Short-term economic indicators signaled a partial recovery in the economic activity in Bulgaria over the third quarter of 2020. Easing of restrictions imposed against COVID-19 in Bulgaria and abroad resulted in a steady improvement in the business climate and consumer confidence. These developments were accompanied by increases on a quarterly basis in retail sales, turnover in industry, and construction output and services indices, and also by a decrease in the unemployment rate to 7.9 per cent in August from 8.8 per cent in May 2020 according to the Employment Agency data seasonally adjusted by the BNB.

Finally it turned out that the overall economic contraction for Bulgaria was milder than expected. Confinement measures have been less severe and the fall in economic activity lower than in many other EU countries, with economic output having shrunk by 5.2% year-on-year in the third quarter of 2020. The reopening of businesses and the relaxation of containment measures in the summer were accompanied by a recovery of activity that took on momentum in July.

Manufacturing had almost returned to December 2019 activity levels by September 2020, and goods exports have started to recover. Services, including tourism, passenger transport and retail, have been slower to bounce back. Inflation fell, driven not only by the fall in international energy prices, but also by the slowdown in core inflation and the cut in regulated natural gas and heating prices.

Unfortunately the new surge in the pandemic has affected the recovery and economic activity is expected to slow down substantially in the fourth quarter due to the growth in the number of cases from October and as the lockdown hits at the end of November.

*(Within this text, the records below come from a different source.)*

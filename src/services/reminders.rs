//! Reminder scanner
//!
//! Recurring background task that reads the reminder list from the store
//! and announces doses in two windows: "upcoming" (up to 15 minutes before
//! the scheduled time) and "due" (the scheduled minute plus a 5 minute
//! grace period for ticks missed while suspended). Each reminder fires at
//! most once per phase per calendar day; the fired marks live in the local
//! store, which is the authority for de-duplication, and survive restarts.
//!
//! Time deltas are plain minute subtraction with no midnight wraparound:
//! a reminder at 00:10 checked at 23:55 does not notify.

use crate::config::{DUE_GRACE_MINUTES, SCAN_INTERVAL_SECS, UPCOMING_WINDOW_MINUTES};
use crate::services::notifications::{Notification, Notifier, Toast, ToastSender};
use crate::store::app_store::AppStore;
use crate::store::models::{Reminder, ReminderPhase};
use chrono::{Local, Timelike};
use std::sync::Arc;
use tokio::task::JoinHandle;

/// Which notification window a time delta falls in, if any. The upcoming
/// window is inclusive at 15 and exclusive at 0; minute zero belongs to
/// the due window.
pub fn window_phase(diff_minutes: i64) -> Option<ReminderPhase> {
    if diff_minutes > 0 && diff_minutes <= UPCOMING_WINDOW_MINUTES {
        Some(ReminderPhase::Upcoming)
    } else if (-DUE_GRACE_MINUTES..=0).contains(&diff_minutes) {
        Some(ReminderPhase::Due)
    } else {
        None
    }
}

/// Parse "HH:MM" into minutes since midnight
fn time_to_minutes(time: &str) -> Option<i64> {
    let (hours, minutes) = time.split_once(':')?;
    let hours: i64 = hours.trim().parse().ok()?;
    let minutes: i64 = minutes.trim().parse().ok()?;
    if !(0..24).contains(&hours) || !(0..60).contains(&minutes) {
        return None;
    }
    Some(hours * 60 + minutes)
}

#[derive(Clone)]
pub struct ReminderScanner {
    store: AppStore,
    notifier: Arc<dyn Notifier>,
    toasts: ToastSender,
}

impl ReminderScanner {
    pub fn new(store: AppStore, notifier: Arc<dyn Notifier>, toasts: ToastSender) -> Self {
        Self {
            store,
            notifier,
            toasts,
        }
    }

    /// Start the background scan loop. The task runs until the handle is
    /// aborted, independent of any UI surface.
    pub fn start(self) -> JoinHandle<()> {
        tokio::spawn(async move {
            tracing::info!("Starting reminder scanner");

            let mut interval =
                tokio::time::interval(tokio::time::Duration::from_secs(SCAN_INTERVAL_SECS));

            loop {
                interval.tick().await;

                let now = Local::now();
                let now_minutes = i64::from(now.hour()) * 60 + i64::from(now.minute());
                let day_key = now.format("%d").to_string();

                self.scan_at(now_minutes, &day_key).await;
            }
        })
    }

    /// One scan pass against an explicit wall-clock position
    pub async fn scan_at(&self, now_minutes: i64, day_key: &str) {
        for reminder in self.store.reminders() {
            if !reminder.enabled {
                continue;
            }

            let Some(reminder_minutes) = time_to_minutes(&reminder.time) else {
                tracing::warn!(
                    "Reminder {} has unparseable time {:?}, skipping",
                    reminder.id,
                    reminder.time
                );
                continue;
            };

            let diff_minutes = reminder_minutes - now_minutes;
            let Some(phase) = window_phase(diff_minutes) else {
                continue;
            };

            if self.store.has_reminder_fired(&reminder.id, phase, day_key) {
                continue;
            }

            self.announce(&reminder, phase, day_key);
            self.store
                .mark_reminder_fired(&reminder.id, phase, day_key)
                .await;
        }
    }

    fn announce(&self, reminder: &Reminder, phase: ReminderPhase, day_key: &str) {
        let title = match phase {
            ReminderPhase::Upcoming => format!("Time to take {} soon!", reminder.medicine_name),
            ReminderPhase::Due => format!("Time to take {}", reminder.medicine_name),
        };
        let body = if reminder.notes.is_empty() {
            format!("Scheduled for {}.", reminder.time)
        } else {
            format!("Scheduled for {}. {}", reminder.time, reminder.notes)
        };
        let tag = format!("med-{}-{}-{}", reminder.id, phase.code(), day_key);

        if self.notifier.is_permitted() {
            let notification = Notification {
                title: title.clone(),
                body: body.clone(),
                tag,
            };
            if self.notifier.notify(notification).is_ok() {
                return;
            }
            tracing::error!("Failed to display notification for reminder {}", reminder.id);
        }

        // Fallback channel so a running foreground app still informs the user
        if self.toasts.send(Toast { title, body }).is_err() {
            tracing::warn!("Toast channel closed, reminder {} unannounced", reminder.id);
        }
    }
}

#[cfg(test)]
mod tests {
    use super::*;
    use crate::services::auth::StaticIdentityProvider;
    use crate::services::notifications::toast_channel;
    use crate::store::models::ReminderDraft;
    use crate::sync::{MemoryDocumentStore, SyncGateway};
    use std::sync::Mutex;
    use tempfile::TempDir;

    struct CaptureNotifier {
        permitted: bool,
        seen: Mutex<Vec<Notification>>,
    }

    impl CaptureNotifier {
        fn new(permitted: bool) -> Self {
            Self {
                permitted,
                seen: Mutex::new(Vec::new()),
            }
        }

        fn count(&self) -> usize {
            self.seen.lock().unwrap().len()
        }
    }

    impl Notifier for CaptureNotifier {
        fn is_permitted(&self) -> bool {
            self.permitted
        }

        fn notify(&self, notification: Notification) -> crate::error::Result<()> {
            self.seen.lock().unwrap().push(notification);
            Ok(())
        }
    }

    async fn open_store() -> (AppStore, TempDir) {
        let temp = TempDir::new().unwrap();
        let gateway = SyncGateway::new(Arc::new(MemoryDocumentStore::new()));
        let provider = Arc::new(StaticIdentityProvider::new());
        let store = AppStore::open(temp.path(), gateway, provider).await.unwrap();
        (store, temp)
    }

    fn reminder_at(time: &str) -> ReminderDraft {
        ReminderDraft {
            medicine_name: "Amoxicillin".into(),
            time: time.into(),
            enabled: true,
            notes: "After food".into(),
            phone: None,
        }
    }

    #[test]
    fn window_boundaries() {
        // 08:00 reminder against a moving clock
        assert_eq!(window_phase(15), Some(ReminderPhase::Upcoming)); // 07:45
        assert_eq!(window_phase(16), None); // 07:44
        assert_eq!(window_phase(1), Some(ReminderPhase::Upcoming)); // 07:59
        assert_eq!(window_phase(0), Some(ReminderPhase::Due)); // 08:00
        assert_eq!(window_phase(-5), Some(ReminderPhase::Due)); // 08:05
        assert_eq!(window_phase(-6), None); // 08:06
    }

    #[test]
    fn time_parsing() {
        assert_eq!(time_to_minutes("08:00"), Some(480));
        assert_eq!(time_to_minutes("23:59"), Some(1439));
        assert_eq!(time_to_minutes("00:10"), Some(10));
        assert_eq!(time_to_minutes("24:00"), None);
        assert_eq!(time_to_minutes("8am"), None);
        assert_eq!(time_to_minutes(""), None);
    }

    #[tokio::test]
    async fn upcoming_window_notifies_once_per_day() {
        let (store, _temp) = open_store().await;
        store.add_reminder(reminder_at("08:00")).await;

        let notifier = Arc::new(CaptureNotifier::new(true));
        let (toasts, _rx) = toast_channel();
        let scanner = ReminderScanner::new(store, notifier.clone(), toasts);

        // 07:45, then repeated ticks inside the same window
        scanner.scan_at(465, "15").await;
        scanner.scan_at(466, "15").await;
        scanner.scan_at(470, "15").await;

        assert_eq!(notifier.count(), 1);
        let seen = notifier.seen.lock().unwrap();
        assert_eq!(seen[0].title, "Time to take Amoxicillin soon!");
        assert!(seen[0].tag.contains("-pre-15"));
    }

    #[tokio::test]
    async fn due_fires_separately_from_upcoming() {
        let (store, _temp) = open_store().await;
        store.add_reminder(reminder_at("08:00")).await;

        let notifier = Arc::new(CaptureNotifier::new(true));
        let (toasts, _rx) = toast_channel();
        let scanner = ReminderScanner::new(store, notifier.clone(), toasts);

        scanner.scan_at(465, "15").await; // 07:45 upcoming
        scanner.scan_at(480, "15").await; // 08:00 due
        scanner.scan_at(484, "15").await; // 08:04 still in grace, deduplicated

        assert_eq!(notifier.count(), 2);
        let seen = notifier.seen.lock().unwrap();
        assert!(seen[0].tag.contains("-pre-15"));
        assert!(seen[1].tag.contains("-now-15"));
        assert_eq!(seen[1].title, "Time to take Amoxicillin");
    }

    #[tokio::test]
    async fn next_day_notifies_again() {
        let (store, _temp) = open_store().await;
        store.add_reminder(reminder_at("08:00")).await;

        let notifier = Arc::new(CaptureNotifier::new(true));
        let (toasts, _rx) = toast_channel();
        let scanner = ReminderScanner::new(store, notifier.clone(), toasts);

        scanner.scan_at(470, "15").await;
        scanner.scan_at(470, "16").await;

        assert_eq!(notifier.count(), 2);
    }

    #[tokio::test]
    async fn disabled_reminders_are_skipped() {
        let (store, _temp) = open_store().await;
        let reminder = store.add_reminder(reminder_at("08:00")).await;
        store.set_reminder_enabled(&reminder.id, false).await;

        let notifier = Arc::new(CaptureNotifier::new(true));
        let (toasts, _rx) = toast_channel();
        let scanner = ReminderScanner::new(store, notifier.clone(), toasts);

        scanner.scan_at(470, "15").await;
        assert_eq!(notifier.count(), 0);
    }

    #[tokio::test]
    async fn missing_permission_falls_back_to_toast() {
        let (store, _temp) = open_store().await;
        store.add_reminder(reminder_at("08:00")).await;

        let notifier = Arc::new(CaptureNotifier::new(false));
        let (toasts, mut rx) = toast_channel();
        let scanner = ReminderScanner::new(store.clone(), notifier.clone(), toasts);

        scanner.scan_at(470, "15").await;

        assert_eq!(notifier.count(), 0);
        let toast = rx.try_recv().unwrap();
        assert_eq!(toast.title, "Time to take Amoxicillin soon!");

        // The fallback still counts for de-duplication
        scanner.scan_at(471, "15").await;
        assert!(rx.try_recv().is_err());
    }

    #[tokio::test]
    async fn no_midnight_wraparound() {
        let (store, _temp) = open_store().await;
        store.add_reminder(reminder_at("00:10")).await;

        let notifier = Arc::new(CaptureNotifier::new(true));
        let (toasts, _rx) = toast_channel();
        let scanner = ReminderScanner::new(store, notifier.clone(), toasts);

        // 23:55 the previous evening: a wrapped diff would be +15, the
        // plain subtraction yields -1425 and stays silent
        scanner.scan_at(23 * 60 + 55, "15").await;
        assert_eq!(notifier.count(), 0);
    }

    #[tokio::test]
    async fn marks_survive_a_restart_within_the_window() {
        let temp = TempDir::new().unwrap();
        let docs = Arc::new(MemoryDocumentStore::new());

        {
            let gateway = SyncGateway::new(docs.clone());
            let provider = Arc::new(StaticIdentityProvider::new());
            let store = AppStore::open(temp.path(), gateway, provider).await.unwrap();
            store.add_reminder(reminder_at("08:00")).await;

            let notifier = Arc::new(CaptureNotifier::new(true));
            let (toasts, _rx) = toast_channel();
            let scanner = ReminderScanner::new(store, notifier.clone(), toasts);
            scanner.scan_at(470, "15").await;
            assert_eq!(notifier.count(), 1);
        }

        // New process over the same data directory, same window
        let gateway = SyncGateway::new(docs);
        let provider = Arc::new(StaticIdentityProvider::new());
        let store = AppStore::open(temp.path(), gateway, provider).await.unwrap();

        let notifier = Arc::new(CaptureNotifier::new(true));
        let (toasts, _rx) = toast_channel();
        let scanner = ReminderScanner::new(store, notifier.clone(), toasts);
        scanner.scan_at(472, "15").await;

        assert_eq!(notifier.count(), 0);
    }
}
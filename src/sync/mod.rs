//! Remote synchronization layer
//!
//! The `DocumentStore` trait is the seam to the remote per-user document
//! store; `SyncGateway` maps store records onto document paths.

pub mod document_store;
pub mod gateway;

pub use document_store::{DocumentStore, MemoryDocumentStore, RestDocumentStore};
pub use gateway::SyncGateway;
//! Identity provider bridge
//!
//! Credential verification is delegated to an external identity provider
//! behind the `IdentityProvider` trait. Auth-state changes are published on
//! a watch channel; `IdentityBridge` subscribes once at startup and drives
//! the store's Guest/Authenticated transitions, triggering a full remote
//! hydration and a recipe-book load on sign-in.

use crate::error::{AppError, AuthError, Result};
use crate::store::app_store::AppStore;
use crate::store::models::ProfilePatch;
use async_trait::async_trait;
use serde::{Deserialize, Serialize};
use std::collections::HashMap;
use std::sync::Arc;
use tokio::sync::watch;
use tokio::task::JoinHandle;

const MIN_PASSWORD_LENGTH: usize = 6;

/// The signed-in identity as reported by the provider
#[derive(Debug, Clone, PartialEq, Serialize, Deserialize)]
pub struct Principal {
    pub email: String,
    pub display_name: Option<String>,
}

#[async_trait]
pub trait IdentityProvider: Send + Sync {
    async fn sign_in(&self, email: &str, password: &str) -> Result<Principal>;

    async fn sign_up(&self, email: &str, password: &str, display_name: &str) -> Result<Principal>;

    async fn sign_out(&self) -> Result<()>;

    /// Current principal plus every subsequent transition. Fires with None
    /// on sign-out, whether explicit or from session expiry.
    fn subscribe(&self) -> watch::Receiver<Option<Principal>>;
}

/// Map a provider error code onto the coded taxonomy
fn map_auth_code(code: &str) -> AuthError {
    // Upstream prefixes codes with context, e.g. "INVALID_PASSWORD : ..."
    let code = code.split_whitespace().next().unwrap_or(code);
    match code {
        "INVALID_LOGIN_CREDENTIALS" | "INVALID_PASSWORD" | "EMAIL_NOT_FOUND"
        | "INVALID_EMAIL" => AuthError::InvalidCredential,
        "EMAIL_EXISTS" => AuthError::EmailAlreadyInUse,
        "WEAK_PASSWORD" => AuthError::WeakPassword,
        other => AuthError::Provider(other.to_string()),
    }
}

/// REST identity provider speaking the `accounts:*` endpoint family
pub struct RestIdentityProvider {
    http: reqwest::Client,
    base_url: String,
    api_key: String,
    sender: watch::Sender<Option<Principal>>,
}

#[derive(Serialize)]
struct CredentialRequest<'a> {
    email: &'a str,
    password: &'a str,
    #[serde(rename = "returnSecureToken")]
    return_secure_token: bool,
}

#[derive(Deserialize)]
struct AccountResponse {
    email: String,
    #[serde(rename = "displayName")]
    display_name: Option<String>,
    #[serde(rename = "idToken")]
    id_token: Option<String>,
}

#[derive(Deserialize)]
struct UpstreamError {
    error: UpstreamErrorBody,
}

#[derive(Deserialize)]
struct UpstreamErrorBody {
    message: String,
}

impl RestIdentityProvider {
    pub fn new(base_url: &str, api_key: &str) -> Result<Self> {
        let http = reqwest::Client::builder()
            .user_agent("nutritrack-auth")
            .build()?;
        let (sender, _) = watch::channel(None);
        Ok(Self {
            http,
            base_url: base_url.trim_end_matches('/').to_string(),
            api_key: api_key.to_string(),
            sender,
        })
    }

    async fn call_accounts(
        &self,
        action: &str,
        body: &impl Serialize,
    ) -> Result<AccountResponse> {
        let url = format!("{}/accounts:{}", self.base_url, action);
        let response = self
            .http
            .post(&url)
            .query(&[("key", self.api_key.as_str())])
            .json(body)
            .send()
            .await?;

        if !response.status().is_success() {
            let status = response.status();
            let code = response
                .json::<UpstreamError>()
                .await
                .map(|e| e.error.message)
                .unwrap_or_else(|_| status.to_string());
            return Err(map_auth_code(&code).into());
        }

        Ok(response.json().await?)
    }
}

#[async_trait]
impl IdentityProvider for RestIdentityProvider {
    async fn sign_in(&self, email: &str, password: &str) -> Result<Principal> {
        let account = self
            .call_accounts(
                "signInWithPassword",
                &CredentialRequest {
                    email,
                    password,
                    return_secure_token: true,
                },
            )
            .await?;

        let principal = Principal {
            email: account.email,
            display_name: account.display_name,
        };
        self.sender.send_replace(Some(principal.clone()));
        Ok(principal)
    }

    async fn sign_up(&self, email: &str, password: &str, display_name: &str) -> Result<Principal> {
        let account = self
            .call_accounts(
                "signUp",
                &CredentialRequest {
                    email,
                    password,
                    return_secure_token: true,
                },
            )
            .await?;

        // Attach the display name to the fresh account
        if let Some(token) = &account.id_token {
            let update = serde_json::json!({
                "idToken": token,
                "displayName": display_name,
                "returnSecureToken": false,
            });
            if let Err(e) = self.call_accounts("update", &update).await {
                tracing::warn!("Could not set display name after sign-up: {}", e);
            }
        }

        let principal = Principal {
            email: account.email,
            display_name: Some(display_name.to_string()),
        };
        self.sender.send_replace(Some(principal.clone()));
        Ok(principal)
    }

    async fn sign_out(&self) -> Result<()> {
        self.sender.send_replace(None);
        Ok(())
    }

    fn subscribe(&self) -> watch::Receiver<Option<Principal>> {
        self.sender.subscribe()
    }
}

/// Offline provider verifying against a fixed account table. Used by tests
/// and local development without a reachable provider.
pub struct StaticIdentityProvider {
    accounts: std::sync::Mutex<HashMap<String, (String, String)>>,
    sender: watch::Sender<Option<Principal>>,
}

impl StaticIdentityProvider {
    pub fn new() -> Self {
        let (sender, _) = watch::channel(None);
        Self {
            accounts: std::sync::Mutex::new(HashMap::new()),
            sender,
        }
    }

    pub fn with_account(self, email: &str, password: &str, name: &str) -> Self {
        self.accounts.lock().unwrap().insert(
            email.to_string(),
            (password.to_string(), name.to_string()),
        );
        self
    }
}

impl Default for StaticIdentityProvider {
    fn default() -> Self {
        Self::new()
    }
}

#[async_trait]
impl IdentityProvider for StaticIdentityProvider {
    async fn sign_in(&self, email: &str, password: &str) -> Result<Principal> {
        let accounts = self.accounts.lock().unwrap();
        let (stored_password, name) = accounts
            .get(email)
            .ok_or(AuthError::InvalidCredential)?
            .clone();
        drop(accounts);

        if stored_password != password {
            return Err(AuthError::InvalidCredential.into());
        }
        let principal = Principal {
            email: email.to_string(),
            display_name: Some(name),
        };
        self.sender.send_replace(Some(principal.clone()));
        Ok(principal)
    }

    async fn sign_up(&self, email: &str, password: &str, display_name: &str) -> Result<Principal> {
        let mut accounts = self.accounts.lock().unwrap();
        if accounts.contains_key(email) {
            return Err(AuthError::EmailAlreadyInUse.into());
        }
        accounts.insert(
            email.to_string(),
            (password.to_string(), display_name.to_string()),
        );
        drop(accounts);

        let principal = Principal {
            email: email.to_string(),
            display_name: Some(display_name.to_string()),
        };
        self.sender.send_replace(Some(principal.clone()));
        Ok(principal)
    }

    async fn sign_out(&self) -> Result<()> {
        self.sender.send_replace(None);
        Ok(())
    }

    fn subscribe(&self) -> watch::Receiver<Option<Principal>> {
        self.sender.subscribe()
    }
}

/// Drives the store through Guest/Authenticated transitions for the
/// lifetime of the process.
pub struct IdentityBridge {
    store: AppStore,
    provider: Arc<dyn IdentityProvider>,
}

impl IdentityBridge {
    pub fn new(store: AppStore, provider: Arc<dyn IdentityProvider>) -> Self {
        Self { store, provider }
    }

    /// Credential sign-in with pre-flight validation of required fields
    pub async fn sign_in(&self, email: &str, password: &str) -> Result<Principal> {
        if email.trim().is_empty() || password.is_empty() {
            return Err(AppError::Validation(
                "Please enter both email and password".to_string(),
            ));
        }
        self.provider.sign_in(email.trim(), password).await
    }

    /// Account creation with pre-flight validation
    pub async fn sign_up(&self, email: &str, password: &str, name: &str) -> Result<Principal> {
        if email.trim().is_empty() || password.is_empty() || name.trim().is_empty() {
            return Err(AppError::Validation(
                "Please fill in name, email and password".to_string(),
            ));
        }
        if password.len() < MIN_PASSWORD_LENGTH {
            return Err(AuthError::WeakPassword.into());
        }
        self.provider.sign_up(email.trim(), password, name.trim()).await
    }

    /// Subscribe to auth-state changes and apply them until the task is
    /// aborted or the provider goes away.
    pub fn start(&self) -> JoinHandle<()> {
        let store = self.store.clone();
        let mut receiver = self.provider.subscribe();

        tokio::spawn(async move {
            tracing::info!("Identity bridge started");
            while receiver.changed().await.is_ok() {
                let principal = receiver.borrow_and_update().clone();
                match principal {
                    Some(principal) => {
                        tracing::info!("Signed in as {}", principal.email);
                        store
                            .set_user(ProfilePatch {
                                is_authenticated: Some(true),
                                email: Some(principal.email),
                                name: Some(
                                    principal.display_name.unwrap_or_else(|| "User".to_string()),
                                ),
                                ..ProfilePatch::default()
                            })
                            .await;
                        store.sync_with_remote().await;
                        store.load_recipe_book().await;
                    }
                    None => {
                        tracing::info!("Signed out, reverting to guest");
                        store
                            .set_user(ProfilePatch {
                                is_authenticated: Some(false),
                                email: Some(String::new()),
                                name: Some("Guest".to_string()),
                                ..ProfilePatch::default()
                            })
                            .await;
                    }
                }
            }
            tracing::debug!("Identity bridge stopped");
        })
    }
}
pub mod application;
pub mod draft;
pub mod identity;
pub mod job;
#[cfg(test)]
mod tests {
    use super::*;
    use crate::models::draft::{EducationLevel, FileUpload};

    fn valid_draft() -> ApplicationDraft {
        ApplicationDraft {
            first_name: "Ada".to_string(),
            last_name: "Lovelace".to_string(),
            email: "ada@example.com".to_string(),
            age: "28".to_string(),
            phone: "+44 (0) 123-456".to_string(),
            address: "12 Analytical Row".to_string(),
            city: "London".to_string(),
            country: "UK".to_string(),
            current_place: "London".to_string(),
            availability: "2 weeks notice".to_string(),
            linked_in: String::new(),
            portfolio: String::new(),
            position: "Software Engineer".to_string(),
            experience: "Ten years of building web services, compilers and distributed systems."
                .to_string(),
            education: Some(EducationLevel::Masters),
            skills: vec!["Rust".to_string(), "Go".to_string()],
            resume: Some(FileUpload::new(
                "resume.pdf",
                "application/pdf",
                vec![1u8; 1024],
            )),
            cover_letter: None,
            job_id: "1".to_string(),
        }
    }

    #[test]
    fn test_valid_draft_passes_every_stage() {
        let draft = valid_draft();
        for stage in Stage::ALL {
            assert!(validate(stage, &draft).is_empty(), "stage {stage:?}");
        }
    }

    #[test]
    fn test_validation_is_deterministic() {
        let mut draft = valid_draft();
        draft.email = "a@b".to_string();
        draft.age = "abc".to_string();
        for stage in Stage::ALL {
            assert_eq!(validate(stage, &draft), validate(stage, &draft));
        }
    }

    #[test]
    fn test_all_violations_reported_together() {
        let draft = ApplicationDraft::default();
        let errors = validate(Stage::Personal, &draft);
        // Every required personal field is flagged in one pass; optional links
        // stay silent when empty.
        assert_eq!(errors.len(), 10);
        assert!(errors.get("linkedIn").is_none());
        assert!(errors.get("portfolio").is_none());
    }

    #[test]
    fn test_email_patterns() {
        let mut draft = valid_draft();
        draft.email = "a@b.co".to_string();
        assert!(validate(Stage::Personal, &draft).get("email").is_none());

        draft.email = "a@b".to_string();
        assert!(validate(Stage::Personal, &draft).get("email").is_some());

        draft.email = "not-an-email".to_string();
        assert!(validate(Stage::Personal, &draft).get("email").is_some());
    }

    #[test]
    fn test_age_boundaries() {
        let mut draft = valid_draft();
        for (age, ok) in [("17", false), ("18", true), ("100", true), ("101", false), ("abc", false)]
        {
            draft.age = age.to_string();
            let errors = validate(Stage::Personal, &draft);
            assert_eq!(errors.get("age").is_none(), ok, "age {age}");
        }
    }

    #[test]
    fn test_name_rejects_digits() {
        let mut draft = valid_draft();
        draft.first_name = "Ada99".to_string();
        assert_eq!(
            validate(Stage::Personal, &draft).get("firstName"),
            Some("First name should contain only letters")
        );
    }

    #[test]
    fn test_phone_rejects_letters() {
        let mut draft = valid_draft();
        draft.phone = "call me".to_string();
        assert!(validate(Stage::Personal, &draft).get("phone").is_some());
    }

    #[test]
    fn test_linkedin_url_shape() {
        let mut draft = valid_draft();
        draft.linked_in = "https://www.linkedin.com/in/ada-lovelace".to_string();
        assert!(validate(Stage::Personal, &draft).get("linkedIn").is_none());

        draft.linked_in = "https://example.com/ada".to_string();
        assert!(validate(Stage::Personal, &draft).get("linkedIn").is_some());
    }

    #[test]
    fn test_portfolio_accepts_generic_url() {
        let mut draft = valid_draft();
        draft.portfolio = "https://ada.dev/projects".to_string();
        assert!(validate(Stage::Personal, &draft).get("portfolio").is_none());

        draft.portfolio = "ada.dev".to_string();
        assert!(validate(Stage::Personal, &draft).get("portfolio").is_some());
    }

    #[test]
    fn test_experience_minimum_length() {
        let mut draft = valid_draft();
        draft.experience = "short".to_string();
        assert!(validate(Stage::Professional, &draft)
            .get("experience")
            .is_some());
    }

    #[test]
    fn test_experience_minimum_counts_characters_not_bytes() {
        let mut draft = valid_draft();
        // 20 characters but 60 bytes; still under the 50-character minimum.
        draft.experience = "开发分布式系统二十年经验丰富可靠高效稳定".to_string();
        assert!(validate(Stage::Professional, &draft)
            .get("experience")
            .is_some());

        // 50 multibyte characters satisfy the minimum.
        draft.experience = "系".repeat(50);
        assert!(validate(Stage::Professional, &draft)
            .get("experience")
            .is_none());
    }

    #[test]
    fn test_skills_need_two_entries() {
        let mut draft = valid_draft();
        draft.skills = vec![];
        assert_eq!(
            validate(Stage::Professional, &draft).get("skills"),
            Some("At least one skill is required")
        );

        draft.skills = vec!["Rust".to_string()];
        assert_eq!(
            validate(Stage::Professional, &draft).get("skills"),
            Some("Please add at least two skills")
        );
    }

    #[test]
    fn test_documents_size_recheck_covers_both_slots() {
        let mut draft = valid_draft();
        draft.resume = Some(FileUpload::new(
            "resume.pdf",
            "application/pdf",
            vec![0u8; MAX_UPLOAD_BYTES + 1],
        ));
        draft.cover_letter = Some(FileUpload::new(
            "cl.pdf",
            "application/pdf",
            vec![0u8; MAX_UPLOAD_BYTES + 1],
        ));
        let errors = validate(Stage::Documents, &draft);
        assert!(errors.get("resume").is_some());
        assert!(errors.get("coverLetter").is_some());
    }

    #[test]
    fn test_missing_resume_is_flagged() {
        let mut draft = valid_draft();
        draft.resume = None;
        assert_eq!(
            validate(Stage::Documents, &draft).get("resume"),
            Some("Resume is required")
        );
    }

    #[test]
    fn test_replace_stage_leaves_other_stages_alone() {
        let mut errors = ValidationErrors::default();
        errors.insert("email", "Please enter a valid email address");
        errors.insert("skills", "Please add at least two skills");

        errors.replace_stage(Stage::Personal, ValidationErrors::default());
        assert!(errors.get("email").is_none());
        assert_eq!(errors.get("skills"), Some("Please add at least two skills"));
    }
}
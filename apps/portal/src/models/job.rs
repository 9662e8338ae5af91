use chrono::NaiveDate;
use serde::{Deserialize, Serialize};

/// An open position the applicant can apply to. Server-owned and read-only to
/// the wizard; selecting one is the only way a draft acquires its position and
/// job_id.
#[derive(Debug, Clone, PartialEq, Serialize, Deserialize)]
pub struct JobPosting {
    pub id: String,
    pub title: String,
    /// Not every backend record carries a company name.
    #[serde(default, skip_serializing_if = "Option::is_none")]
    pub company: Option<String>,
    pub location: String,
    pub salary: String,
    pub description: String,
    pub posted_date: NaiveDate,
}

The fiscal response has moderated the rise in unemployment. The government implemented fiscal measures to assist firms and households in March and has extended support as the impact of the pandemic endured. Financing of the measures, estimated to be about 3% of GDP for 2020, has come from national and EU resources. The government’s wage subsidy scheme has prevented a sharper rise in unemployment. It protected jobs of around 7% of the labour force in the second quarter of 2020, while helping the most impacted firms with their labour costs. Support programs are expected to remain in place for 2021 and further increases in public wages and social benefits are to be introduced. EU funding is due to be high with strong investment expected at the beginning of the next programming period in 2021 and substantial resources, of about 10% of pre-crisis GDP, to come from the EU Recovery and Resilience Facility.

In the third quarter of 2020 GDP at current prices amounted to 16 196 million EUR in total and 2 338 EUR per person. Seasonally adjusted figures show a decline of 5.2% of GDP in the third quarter of 2020 compared to the corresponding quarter of the previous year and an increase of 4.3% compared to the second quarter of 2020.

 

Growth rates of GDP, total and by component

(Source: Bulgarian National Statistical Institute)

 

A recovery is underway, but its path remains uncertain, particularly given the current large rise in COVID-19 infections. The second wave of rapid spread of COVID-19 and the new phase of the restrictive measures are once again challenging a number of economic sectors.

The first COVID-19 outbreak was smaller in Bulgaria than in many countries and the economy less severely impacted by confinement measures than expected in the first half of 2020. An economic contraction of 4.1% is expected in 2020 to be followed by a recovery, with growth of 3.3% in 2021 and 3.7% in 2022, driven by rising domestic demand and a moderate rebound in exports. Fiscal support for households and firms and high public investment are central to the strength of the recovery. Private investment will remain subdued given substantial uncertainty. Low public debt and high fiscal reserves, together with EU financial resources, will allow the government to sustain and expand its fiscal assistance. The government’s wage subsidy scheme will hopefully keep unemployment down, and rises in public wages and social benefits in 2021 will provide a boost to household incomes. With effective planning and implementation, the large EU-funded public investment program has the ability to increase potential growth.